The above class listing references the State enum, which is shown next.

State.java
package dustin.examples.cassandra.cqltypes;

/**
 * Representation of state in the United States.
 */
public enum State
{
   ALABAMA("Alabama", "AL"),
   ALASKA("Alaska", "AK"),
   ARIZONA("Arizona", "AZ"),
   ARKANSAS("Arkansas", "AR"),
   CALIFORNIA("California", "CA"),
   COLORADO("Colorado", "CO"),
   CONNECTICUT("Connecticut", "CT"),
   DELAWARE("Delaware", "DE"),
   DISTRICT_OF_COLUMBIA("District of Columbia", "DC"),
   FLORIDA("Florida", "FL"),
   GEORGIA("Georgia", "GA"),
   HAWAII("Hawaii", "HI"),
   IDAHO("Idaho", "ID"),
   ILLINOIS("Illinois", "IL"),
   INDIANA("Indiana", "IN"),
   IOWA("Iowa", "IA"),
   KANSAS("Kansas", "KS"),
   LOUISIANA("Louisiana", "LA"),
   MAINE("Maine", "ME"),
   MARYLAND("Maryland", "MD"),
   MASSACHUSETTS("Massachusetts", "MA"),
   MICHIGAN("Michigan", "MI"),
   MINNESOTA("Minnesota", "MN"),
   MISSISSIPPI("Mississippi", "MS"),
   MISSOURI("Missouri", "MO"),
   MONTANA("Montana", "MT"),
   NEBRASKA("Nebraska", "NE"),
   NEVADA("Nevada", "NV"),
   NEW_HAMPSHIRE("New Hampshire", "NH"),
   NEW_JERSEY("New Jersey", "NJ"),
   NEW_MEXICO("New Mexico", "NM"),
   NORTH_CAROLINA("North Carolina", "NC"),
   NORTH_DAKOTA("North Dakota", "ND"),
   NEW_YORK("New York", "NY"),
   OHIO("Ohio", "OH"),
   OKLAHOMA("Oklahoma", "OK"),
   OREGON("Oregon", "OR"),
   PENNSYLVANIA("Pennsylvania", "PA"),
   RHODE_ISLAND("Rhode Island", "RI"),
   SOUTH_CAROLINA("South Carolina", "SC"),
   SOUTH_DAKOTA("South Dakota", "SD"),
   TENNESSEE("Tennessee", "TN"),
   TEXAS("Texas", "TX"),
   UTAH("Utah", "UT"),
   VERMONT("Vermont", "VT"),
   VIRGINIA("Virginia", "VA"),
   WASHINGTON("Washington", "WA"),
   WEST_VIRGINIA("West Virginia", "WV"),
   WISCONSIN("Wisconsin", "WI"),
   WYOMING("Wyoming", "WY"),
   UNKNOWN("Unknown", "UK");

   private String stateName;

   private String stateAbbreviation;

   State(final String newStateName, final String newStateAbbreviation)
   {
      this.stateName = newStateName;
      this.stateAbbreviation = newStateAbbreviation;
   }

   public String getStateName()
   {
      return this.stateName;
   }

   public String getStateAbbreviation()
   {
      return this.stateAbbreviation;
   }

   public static State fromAbbreviation(final String candidateAbbreviation)
   {
      State match = UNKNOWN;
      if (candidateAbbreviation != null && candidateAbbreviation.length() == 2)
      {
         final String upperAbbreviation = candidateAbbreviation.toUpperCase();
         for (final State state : State.values())
         {
            if (state.stateAbbreviation.equals(upperAbbreviation))
            {
               match = state;
            }
         }
      }
      return match;
   }
}

We can also provide an implementation of the TypeSerializer interface returned by the getSerializer() method shown above.
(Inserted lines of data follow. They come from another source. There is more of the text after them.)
//! Collision geometries attached to bodies, with a primitive point-contact
//! query.
//!
//! Supported pairs: sphere/sphere and sphere/half-space. Pairs of geometries
//! on the same body, and pairs whose bodies are both anchored to the world,
//! are filtered out.

use nalgebra::{Isometry3, Vector3};
use sim_multibody::{MultibodyModel, PositionKinematics};
use sim_types::{BodyIndex, GeometryId, Result, SimError};
use tracing::trace;

use crate::properties::ProximityProperties;
use crate::query::{ContactSurface, GeometryQuery, PenetrationAsPointPair};

#[cfg(feature = "serde")]
use serde::{Deserialize, Serialize};

/// Distance below which two sphere centers are considered coincident.
const COINCIDENT_CENTERS: f64 = 1e-12;

/// Collision shape in its geometry frame.
#[derive(Debug, Clone, Copy, PartialEq)]
#[cfg_attr(feature = "serde", derive(Serialize, Deserialize))]
pub enum Shape {
    /// Sphere centered at the frame origin.
    Sphere {
        /// Radius (m).
        radius: f64,
    },
    /// Half-space `z ≤ 0`; its outward normal is the frame's +z axis.
    HalfSpace,
}

/// A collision geometry attached to a body.
#[derive(Debug, Clone, PartialEq)]
pub struct CollisionGeometry {
    /// Geometry name.
    pub name: String,
    /// Body the geometry is attached to.
    pub body: BodyIndex,
    /// Pose of the geometry frame in the body frame.
    pub pose: Isometry3<f64>,
    /// Shape.
    pub shape: Shape,
    /// Contact material.
    pub properties: ProximityProperties,
}

/// Registry of collision geometries, usable as a [`GeometryQuery`].
///
/// Contact surfaces are supplied externally with
/// [`set_contact_surfaces`](Self::set_contact_surfaces); the registry reports
/// them verbatim.
#[derive(Debug, Clone, Default)]
pub struct GeometryRegistry {
    geometries: Vec<CollisionGeometry>,
    surfaces: Vec<ContactSurface>,
}

impl GeometryRegistry {
    /// Create an empty registry.
    #[must_use]
    pub fn new() -> Self {
        Self::default()
    }

    /// Register a geometry and return its id.
    ///
    /// Declared proximity properties are range-checked here, so a bad
    /// material is reported at registration rather than mid-step.
    pub fn add(&mut self, geometry: CollisionGeometry) -> Result<GeometryId> {
        geometry.properties.validate(|| {
            format!("For geometry {} on body {}.", geometry.name, geometry.body)
        })?;
        if let Shape::Sphere { radius } = geometry.shape {
            if !(radius > 0.0) || !radius.is_finite() {
                return Err(SimError::invalid_config(format!(
                    "sphere '{}' has invalid radius {radius}",
                    geometry.name
                )));
            }
        }
        self.geometries.push(geometry);
        Ok(GeometryId::new((self.geometries.len() - 1) as u64))
    }

    /// Attach a sphere to `body` at `center` (body frame).
    pub fn add_sphere(
        &mut self,
        name: impl Into<String>,
        body: BodyIndex,
        center: Vector3<f64>,
        radius: f64,
        properties: ProximityProperties,
    ) -> Result<GeometryId> {
        self.add(CollisionGeometry {
            name: name.into(),
            body,
            pose: Isometry3::translation(center.x, center.y, center.z),
            shape: Shape::Sphere { radius },
            properties,
        })
    }

    /// Attach a half-space to `body` with the given pose (its +z axis is the
    /// outward normal).
    pub fn add_half_space(
        &mut self,
        name: impl Into<String>,
        body: BodyIndex,
        pose: Isometry3<f64>,
        properties: ProximityProperties,
    ) -> Result<GeometryId> {
        self.add(CollisionGeometry {
            name: name.into(),
            body,
            pose,
            shape: Shape::HalfSpace,
            properties,
        })
    }

    /// Replace the contact surfaces reported by this registry.
    pub fn set_contact_surfaces(&mut self, surfaces: Vec<ContactSurface>) {
        self.surfaces = surfaces;
    }

    /// Number of geometries.
    #[must_use]
    pub fn len(&self) -> usize {
        self.geometries.len()
    }

    /// Whether the registry is empty.
    #[must_use]
    pub fn is_empty(&self) -> bool {
        self.geometries.is_empty()
    }

    /// Geometry by id.
    #[must_use]
    pub fn get(&self, id: GeometryId) -> Option<&CollisionGeometry> {
        usize::try_from(id.raw())
            .ok()
            .and_then(|i| self.geometries.get(i))
    }

    fn world_pose(&self, kinematics: &PositionKinematics, g: &CollisionGeometry) -> Isometry3<f64> {
        kinematics.body_pose(g.body) * g.pose
    }
}

impl GeometryQuery for GeometryRegistry {
    fn body_of(&self, id: GeometryId) -> Option<BodyIndex> {
        self.get(id).map(|g| g.body)
    }

    fn name_of(&self, id: GeometryId) -> Option<&str> {
        self.get(id).map(|g| g.name.as_str())
    }

    fn proximity_properties(&self, id: GeometryId) -> Option<&ProximityProperties> {
        self.get(id).map(|g| &g.properties)
    }

    fn compute_point_pair_penetrations(
        &self,
        model: &MultibodyModel,
        kinematics: &PositionKinematics,
    ) -> Result<Vec<PenetrationAsPointPair>> {
        let topology = model.topology();
        if let Some(g) = self
            .geometries
            .iter()
            .find(|g| g.body.index() >= model.num_bodies())
        {
            return Err(SimError::invalid_index("body", g.body.index()));
        }
        let mut pairs = Vec::new();
        for (i, a) in self.geometries.iter().enumerate() {
            for (j, b) in self.geometries.iter().enumerate().skip(i + 1) {
                if a.body == b.body {
                    continue;
                }
                if topology.body_to_tree(a.body).is_none() && topology.body_to_tree(b.body).is_none()
                {
                    continue;
                }
                let x_wa = self.world_pose(kinematics, a);
                let x_wb = self.world_pose(kinematics, b);
                let id_a = GeometryId::new(i as u64);
                let id_b = GeometryId::new(j as u64);
                if let Some(pair) = penetration(id_a, &a.shape, &x_wa, id_b, &b.shape, &x_wb) {
                    pairs.push(pair);
                }
            }
        }
        trace!(num_pairs = pairs.len(), "point pair penetrations");
        Ok(pairs)
    }

    fn compute_contact_surfaces(
        &self,
        _model: &MultibodyModel,
        _kinematics: &PositionKinematics,
    ) -> Result<Vec<ContactSurface>> {
        Ok(self.surfaces.clone())
    }
}

/// Penetration between two shapes, `None` if they do not overlap or the pair
/// is unsupported.
fn penetration(
    id_a: GeometryId,
    shape_a: &Shape,
    x_wa: &Isometry3<f64>,
    id_b: GeometryId,
    shape_b: &Shape,
    x_wb: &Isometry3<f64>,
) -> Option<PenetrationAsPointPair> {
    match (shape_a, shape_b) {
        (Shape::Sphere { radius: ra }, Shape::Sphere { radius: rb }) => {
            let c_a = x_wa.translation.vector;
            let c_b = x_wb.translation.vector;
            let d = c_a - c_b;
            let dist = d.norm();
            let depth = ra + rb - dist;
            if depth <= 0.0 {
                return None;
            }
            let nhat_ba_w = if dist > COINCIDENT_CENTERS {
                d / dist
            } else {
                Vector3::z()
            };
            Some(PenetrationAsPointPair {
                id_a,
                id_b,
                p_wca: c_a - nhat_ba_w * *ra,
                p_wcb: c_b + nhat_ba_w * *rb,
                nhat_ba_w,
                depth,
            })
        }
        (Shape::HalfSpace, Shape::Sphere { radius }) => {
            let (p_on_half_space, p_on_sphere, n, depth) =
                sphere_half_space(x_wb, *radius, x_wa)?;
            // n points out of the half-space, i.e. from A into B.
            Some(PenetrationAsPointPair {
                id_a,
                id_b,
                p_wca: p_on_half_space,
                p_wcb: p_on_sphere,
                nhat_ba_w: -n,
                depth,
            })
        }
        (Shape::Sphere { radius }, Shape::HalfSpace) => {
            let (p_on_half_space, p_on_sphere, n, depth) =
                sphere_half_space(x_wa, *radius, x_wb)?;
            Some(PenetrationAsPointPair {
                id_a,
                id_b,
                p_wca: p_on_sphere,
                p_wcb: p_on_half_space,
                nhat_ba_w: n,
                depth,
            })
        }
        (Shape::HalfSpace, Shape::HalfSpace) => None,
    }
}

/// Returns (point on half-space boundary deepest in sphere, point on sphere
/// deepest in half-space, outward half-space normal, depth).
fn sphere_half_space(
    x_ws: &Isometry3<f64>,
    radius: f64,
    x_wh: &Isometry3<f64>,
) -> Option<(Vector3<f64>, Vector3<f64>, Vector3<f64>, f64)> {
    let n = x_wh.rotation * Vector3::z();
    let center = x_ws.translation.vector;
    let height = n.dot(&(center - x_wh.translation.vector));
    let depth = radius - height;
    if depth <= 0.0 {
        return None;
    }
    let p_on_sphere = center - n * radius;
    let p_on_half_space = center - n * height;
    Some((p_on_half_space, p_on_sphere, n, depth))
}
//! Packed per-row validity bits.
//!
//! One bit per row, LSB-first within each 64-bit word: bit set means the
//! row is non-null. Bits past `len` are kept zero so word-level comparison
//! and popcount stay meaningful.

const WORD_BITS: usize = 64;

/// Per-row null/non-null bitmask for a column.
#[derive(Debug, Clone, PartialEq, Eq)]
pub struct ValidityMask {
    words: Vec<u64>,
    len: usize,
}

impl ValidityMask {
    /// Mask of `len` rows, all marked valid.
    #[must_use]
    pub fn all_valid(len: usize) -> Self {
        let mut mask = Self {
            words: vec![u64::MAX; len.div_ceil(WORD_BITS)],
            len,
        };
        mask.clear_tail();
        mask
    }

    /// Mask of `len` rows, all marked null.
    #[must_use]
    pub fn all_null(len: usize) -> Self {
        Self {
            words: vec![0; len.div_ceil(WORD_BITS)],
            len,
        }
    }

    /// Build a mask from a validity predicate over row indices.
    #[must_use]
    pub fn from_fn(len: usize, valid: impl Fn(usize) -> bool) -> Self {
        let mut mask = Self::all_null(len);
        for row in 0..len {
            if valid(row) {
                mask.set_valid(row, true);
            }
        }
        mask
    }

    /// Number of rows covered by this mask.
    #[must_use]
    pub fn len(&self) -> usize {
        self.len
    }

    #[must_use]
    pub fn is_empty(&self) -> bool {
        self.len == 0
    }

    /// Whether row `row` is non-null.
    ///
    /// # Panics
    /// Panics if `row >= len`.
    #[must_use]
    pub fn is_valid(&self, row: usize) -> bool {
        assert!(row < self.len, "row {row} out of bounds (len {})", self.len);
        self.words[row / WORD_BITS] & (1u64 << (row % WORD_BITS)) != 0
    }

    /// Mark row `row` valid or null.
    ///
    /// # Panics
    /// Panics if `row >= len`.
    pub fn set_valid(&mut self, row: usize, valid: bool) {
        assert!(row < self.len, "row {row} out of bounds (len {})", self.len);
        let bit = 1u64 << (row % WORD_BITS);
        if valid {
            self.words[row / WORD_BITS] |= bit;
        } else {
            self.words[row / WORD_BITS] &= !bit;
        }
    }

    /// Number of non-null rows.
    #[must_use]
    pub fn count_valid(&self) -> usize {
        self.words.iter().map(|w| w.count_ones() as usize).sum()
    }

    /// Number of null rows.
    #[must_use]
    pub fn count_null(&self) -> usize {
        self.len - self.count_valid()
    }

    // Zero any bits past `len` in the last word.
    fn clear_tail(&mut self) {
        let tail = self.len % WORD_BITS;
        if tail != 0 {
            if let Some(last) = self.words.last_mut() {
                *last &= (1u64 << tail) - 1;
            }
        }
    }
}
That class implementing TypeSerializer is typically most easily written by extending one of the numerous existing implementations of TypeSerializer that Cassandra provides in the org.apache.cassandra.serializers package. In my example, my custom Serializer extends AbstractTextSerializer and the only method I need to add has the signature public void validate(final ByteBuffer bytes) throws MarshalException. Both of my custom classes need to provide a reference to an instance of themselves via static access. Here is the class that implements TypeSerializer via extension of AbstractTypeSerializer:

UnitedStatesStateSerializer.java - Implements TypeSerializer
package dustin.examples.cassandra.cqltypes;

import org.apache.cassandra.serializers.AbstractTextSerializer;
import org.apache.cassandra.serializers.MarshalException;

import java.nio.ByteBuffer;
import java.nio.charset.StandardCharsets;

/**
 * Serializer for UnitedStatesState.
 */
public class UnitedStatesStateSerializer extends AbstractTextSerializer
{
   public static final UnitedStatesStateSerializer instance = new UnitedStatesStateSerializer();

   private UnitedStatesStateSerializer()
   {
      super(StandardCharsets.UTF_8);
   }

   /**
    * Validates provided ByteBuffer contents to ensure they can
    * be modeled in the UnitedStatesState Cassandra/CQL data type.
    * This allows for a full state name to be specified or for its
    * two-digit abbreviation to be specified and either is considered
    * valid.
    *
    * @param bytes ByteBuffer whose contents are to be validated.
    * @throws MarshalException Thrown if provided data is invalid.
    */
   @Override
   public void validate(final ByteBuffer bytes) throws MarshalException
   {
      try
      {
         final String stringFormat = new String(bytes.array()).toUpperCase();
         final State state =  stringFormat.length() == 2
                            ? State.fromAbbreviation(stringFormat)
                            : State.valueOf(stringFormat);
      }
      catch (Exception exception)
      {
         throw new MarshalException("Invalid model cannot be marshaled as UnitedStatesState.");
      }
   }
}

With the classes for creating a custom CQL data type written, they need to be compiled into .class files and archived in a JAR file. This process (compiling with javac -cp "C:\Program Files\DataStax Community\apache-cassandra\lib\*" -sourcepath src -d classes src\dustin\examples\cassandra\cqltypes\*.java and archiving the generated .class files into a JAR named CustomCqlTypes.jar with jar cvf CustomCqlTypes.jar *) is shown in the following screen snapshot.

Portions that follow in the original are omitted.